Funny how some people have the Monday blues... for me it seems weekends are just as hard. When I wake up, I feel blue, like I have nothing to look forward to even though I may have plans. This weekend I felt like I didn't want to stay in bed yet I also didn't want to do anything else but I did. Does anyone experience this? It's like I don't know what I want. The mornings are just tough and I want this to change. Thanks everyone💓
Weekend Blues: Funny how some people... - Anxiety and Depre...
Anxiety and Depression Support
Yes I do,its like there's no getup and go feeling?for me I'm in pain every morning and I feel like rubbish however once I've had my pain relief I feel somewhat better,however,years ago without pain in mornings I still had that feeling so I went to doctors and they gave me citalopram which gave me a little boost and I found myself not only wanting to do things but actually doing them.are you on any antidepressants?
Thanks for your reply curlybacks. I'm so sorry that you experience pain but glad to know that you can get relief from it. Okay, so you started Celexa, really great it helps you. I'm not on any medications and it is a last resort for me so I am trying everything else under the sun, meditation, self-help books and videos, acupuncture, etc. I just really worry about side effects of medication. But if I am getting worse and can't function, I will definitely take meds. Also, my depressive symptoms are really related to a loss/death of a loved one so sometimes I wonder if this is part of the grief/bereavement process and not clinical depression. I do see a therapist every week and that's been helpful.

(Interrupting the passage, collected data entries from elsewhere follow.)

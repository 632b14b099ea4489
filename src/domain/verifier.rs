use tracing::{debug, info};

use crate::domain::verification::VerificationResult;
use crate::init::config::VerifierConfig;
use crate::util::dns::mx_lookup::{DnsMxResolver, MxResolver};
use crate::util::email::random_mailbox::generate_random_mailbox;
use crate::util::email::syntax::{email_domain, validate_email_syntax};
use crate::util::smtp::probe::{MailboxProbe, SmtpProber};

pub type DefaultVerifier = EmailVerifier<DnsMxResolver, SmtpProber>;

/// Syntax, DNS, SMTP and catch-all checks, in that order, stopping at the first failure.
pub struct EmailVerifier<R, P> {
    resolver: R,
    prober: P,
    max_mx_hosts: usize,
}

impl DefaultVerifier {
    pub fn from_config(config: &VerifierConfig) -> Self {
        EmailVerifier::new(
            DnsMxResolver::new(config.dns_timeout),
            SmtpProber::new(config),
            config.max_mx_hosts,
        )
    }
}

impl<R: MxResolver, P: MailboxProbe> EmailVerifier<R, P> {
    pub fn new(resolver: R, prober: P, max_mx_hosts: usize) -> Self {
        EmailVerifier {
            resolver,
            prober,
            max_mx_hosts: max_mx_hosts.max(1),
        }
    }

    pub async fn verify(&self, email: &str) -> VerificationResult {
        let mut result = VerificationResult::new(email);

        if !validate_email_syntax(email) {
            return result;
        }
        result.syntax = true;

        let Some(domain) = email_domain(email) else {
            return result;
        };

        let exchangers = self.resolver.lookup(domain).await;
        if exchangers.hosts.is_empty() {
            debug!(domain = %domain, "Domain has no mail hosts");
            return result;
        }
        result.mx = true;

        let mut last_message = String::from("No MX hosts available");
        for mx_host in exchangers.hosts.iter().take(self.max_mx_hosts) {
            let outcome = self.prober.probe(mx_host, email).await;
            if outcome.accepted {
                result.smtp_accepts = true;
                break;
            }
            last_message = outcome.message;
        }

        if !result.smtp_accepts {
            info!(domain = %domain, reason = %last_message, "Mailbox not accepted");
            return result.conclude();
        }

        result.catch_all = self.is_catch_all(domain, &exchangers.hosts).await;
        result.conclude()
    }

    /// A domain that accepts a random mailbox accepts everything.
    async fn is_catch_all(&self, domain: &str, hosts: &[String]) -> bool {
        let Some(first_host) = hosts.first() else {
            return false;
        };

        let probe_address = generate_random_mailbox(domain);
        let outcome = self.prober.probe(first_host, &probe_address).await;
        debug!(domain = %domain, accepted = outcome.accepted, "Catch-all probe finished");
        outcome.accepted
    }
}

#[cfg(test)]
mod tests {
    use std::collections::HashMap;
    use std::sync::Mutex;

    use super::*;
    use crate::domain::verification::VerificationStatus;
    use crate::util::dns::mx_lookup::MailExchangers;
    use crate::util::smtp::probe::ProbeOutcome;
    use crate::util::smtp::probe::tests::{prober_for, spawn_fake_smtp};

    struct FakeResolver(HashMap<&'static str, MailExchangers>);

    impl MxResolver for FakeResolver {
        async fn lookup(&self, domain: &str) -> MailExchangers {
            self.0.get(domain).cloned().unwrap_or_default()
        }
    }

    /// Accepts listed (host, mailbox) pairs; `catch_all_hosts` accept anything.
    #[derive(Default)]
    struct FakeProber {
        accepts: Vec<(&'static str, &'static str)>,
        catch_all_hosts: Vec<&'static str>,
        calls: Mutex<Vec<(String, String)>>,
    }

    impl MailboxProbe for FakeProber {
        async fn probe(&self, mx_host: &str, email: &str) -> ProbeOutcome {
            self.calls
                .lock()
                .unwrap()
                .push((mx_host.to_owned(), email.to_owned()));

            let accepted = self.catch_all_hosts.iter().any(|host| *host == mx_host)
                || self
                    .accepts
                    .iter()
                    .any(|(host, mailbox)| *host == mx_host && *mailbox == email);
            if accepted {
                ProbeOutcome::accepted()
            } else {
                ProbeOutcome::rejected("Rejected: 550 User unknown")
            }
        }
    }

    fn resolver_with(domain: &'static str, mx: MailExchangers) -> FakeResolver {
        FakeResolver(HashMap::from([(domain, mx)]))
    }

    fn mx(hosts: &[&str]) -> MailExchangers {
        MailExchangers::from_records(
            hosts
                .iter()
                .enumerate()
                .map(|(i, h)| (i as u16 * 10, h.to_string()))
                .collect(),
        )
    }

    #[tokio::test]
    async fn bad_syntax_short_circuits() {
        let prober = FakeProber::default();
        let verifier = EmailVerifier::new(FakeResolver(HashMap::new()), prober, 3);

        let result = verifier.verify("not-an-email").await;
        assert_eq!(result, VerificationResult::new("not-an-email"));
        assert!(verifier.prober.calls.lock().unwrap().is_empty());
    }

    #[tokio::test]
    async fn domain_without_hosts_is_invalid() {
        let verifier = EmailVerifier::new(FakeResolver(HashMap::new()), FakeProber::default(), 3);

        let result = verifier.verify("user@nowhere.example").await;
        assert!(result.syntax);
        assert!(!result.mx);
        assert_eq!(result.status, VerificationStatus::Invalid);
    }

    #[tokio::test]
    async fn accepted_mailbox_on_strict_domain_is_valid() {
        let prober = FakeProber {
            accepts: vec![("mx1.example.com", "alice@example.com")],
            ..Default::default()
        };
        let verifier = EmailVerifier::new(
            resolver_with("example.com", mx(&["mx1.example.com"])),
            prober,
            3,
        );

        let result = verifier.verify("alice@example.com").await;
        assert!(result.syntax && result.mx && result.smtp_accepts);
        assert!(!result.catch_all);
        assert_eq!(result.status, VerificationStatus::Valid);

        let calls = verifier.prober.calls.lock().unwrap();
        assert_eq!(calls.len(), 2);
        assert_ne!(calls[1].1, "alice@example.com");
        assert!(calls[1].1.ends_with("@example.com"));
    }

    #[tokio::test]
    async fn catch_all_domain_is_risky() {
        let prober = FakeProber {
            catch_all_hosts: vec!["mx.catchall.test"],
            ..Default::default()
        };
        let verifier = EmailVerifier::new(
            resolver_with("catchall.test", mx(&["mx.catchall.test"])),
            prober,
            3,
        );

        let result = verifier.verify("anyone@catchall.test").await;
        assert!(result.smtp_accepts);
        assert!(result.catch_all);
        assert_eq!(result.status, VerificationStatus::Risky);
    }

    #[tokio::test]
    async fn rejected_everywhere_is_invalid_with_mx() {
        let verifier = EmailVerifier::new(
            resolver_with("example.com", mx(&["mx1.example.com", "mx2.example.com"])),
            FakeProber::default(),
            3,
        );

        let result = verifier.verify("ghost@example.com").await;
        assert!(result.mx);
        assert!(!result.smtp_accepts);
        assert!(!result.catch_all);
        assert_eq!(result.status, VerificationStatus::Invalid);
    }

    #[tokio::test]
    async fn only_first_hosts_are_probed() {
        let prober = FakeProber {
            accepts: vec![("mx4.example.com", "alice@example.com")],
            ..Default::default()
        };
        let verifier = EmailVerifier::new(
            resolver_with(
                "example.com",
                mx(&[
                    "mx1.example.com",
                    "mx2.example.com",
                    "mx3.example.com",
                    "mx4.example.com",
                ]),
            ),
            prober,
            3,
        );

        let result = verifier.verify("alice@example.com").await;
        assert!(!result.smtp_accepts);

        let calls = verifier.prober.calls.lock().unwrap();
        let hosts: Vec<&str> = calls.iter().map(|(h, _)| h.as_str()).collect();
        assert_eq!(hosts, vec!["mx1.example.com", "mx2.example.com", "mx3.example.com"]);
    }

    #[tokio::test]
    async fn later_host_acceptance_still_checks_catch_all_on_first_host() {
        let prober = FakeProber {
            accepts: vec![("mx2.example.com", "alice@example.com")],
            ..Default::default()
        };
        let verifier = EmailVerifier::new(
            resolver_with("example.com", mx(&["mx1.example.com", "mx2.example.com"])),
            prober,
            3,
        );

        let result = verifier.verify("alice@example.com").await;
        assert_eq!(result.status, VerificationStatus::Valid);

        let calls = verifier.prober.calls.lock().unwrap();
        assert_eq!(calls.len(), 3);
        assert_eq!(calls[2].0, "mx1.example.com");
    }

    #[tokio::test]
    async fn implicit_mx_counts_as_mx() {
        let prober = FakeProber {
            accepts: vec![("example.org", "bob@example.org")],
            ..Default::default()
        };
        let verifier = EmailVerifier::new(
            resolver_with("example.org", MailExchangers::implicit("example.org")),
            prober,
            3,
        );

        let result = verifier.verify("bob@example.org").await;
        assert!(result.mx);
        assert_eq!(result.status, VerificationStatus::Valid);
    }

    #[tokio::test]
    async fn end_to_end_against_loopback_smtp() {
        let port = spawn_fake_smtp(&["alice@example.com"], false).await;
        let verifier = EmailVerifier::new(
            resolver_with("example.com", MailExchangers::implicit("127.0.0.1")),
            prober_for(vec![port]),
            3,
        );

        let valid = verifier.verify("alice@example.com").await;
        assert_eq!(valid.status, VerificationStatus::Valid);

        let invalid = verifier.verify("mallory@example.com").await;
        assert!(invalid.mx);
        assert!(!invalid.smtp_accepts);
        assert_eq!(invalid.status, VerificationStatus::Invalid);
    }

    #[tokio::test]
    async fn end_to_end_catch_all_loopback_smtp() {
        let port = spawn_fake_smtp(&[], true).await;
        let verifier = EmailVerifier::new(
            resolver_with("example.com", MailExchangers::implicit("127.0.0.1")),
            prober_for(vec![port]),
            3,
        );

        let result = verifier.verify("whoever@example.com").await;
        assert_eq!(result.status, VerificationStatus::Risky);
    }
}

I went through all natural remedies and self helps first to,so it was last resort for me I was suffering two losses at the time and was struggling to cope.it is part of the process yes,I'm no longer on citalopram,they helped me when needed help the most.I wish you the very best of luck,loss is such a long process things seem like thier improving then some little thing just makes you think and it gets you.
I'm so sorry about the two losses that you endured. We both know how devastating it can be. May I ask how long you were on the Celexa? And did you have any negative side effects? Yes, some days I do really well and then other days not so good. I think I had an exceptional day about 3 days ago and felt great, like my old self again. So maybe that's a good sign that I am making some improvement. Thank you again for chiming in!
Two&half years I believe it was,side effects possibly gritting teeth when asleep but then that could've been what I did through stress ,but I'm sure others noticed this same thing. I'm pleased for your day for you,they become so less often we forget what it feels like feeling great lol
I feel this way too. On weekends I feel like I should be going out or getting stuff done, but I freeze up with anxiety. I always say next weekend I’ll do something and then I never do. I just lay around all day. You’re definitely not alone. Maybe we can try going out one time to a store and feel we did something. Gotta start small. I’m sorry 😕
You definitely understand. Seems like your anxiety keeps you from going out . For me, it's mostly the little mood and lack of motivation. I do make sure I get out so the depressive symptoms don't feed themselves and I do feel better afterwards. But the mornings I'm back at the same feelings. Why don't you try going out today and let us know how it goes? Fresh air can do a world of good. We're here for you, too!
I feel that way to. Especially on a Friday night when I'm wrapped up in my blanket at 8 o'clock in my bed watching netflixs thinking of the people who are out having fun like in my younger days. (Not saying I'm old now ha) Then I think about if I were out somewhere I would probably be wishing I was home in my blanket in bed watching netflixs. (Crowds people make me uncomfortable) I guess at times i wish i was with 1 person out to dinner or on a couch watching TV or a movie and not alone.
I hope things get better for you and you don't have them weekend blues. Hugs
Hi Michael, you hit the nail on the head. Being home alone isn't always the greatest but then being out with others also isn't satisfying. It's can be a confusing place to be. Do you have a friend that you could just hang out and chill with? I did that last night and it was good. Thanks for the well wishes and same to you🤗
I'm glad you were able to do that and chill. It's good to be able to do that. I don't have any one around where I am for that to happen. And I'm not really good at making friends either. One day it'll happen. Hugs!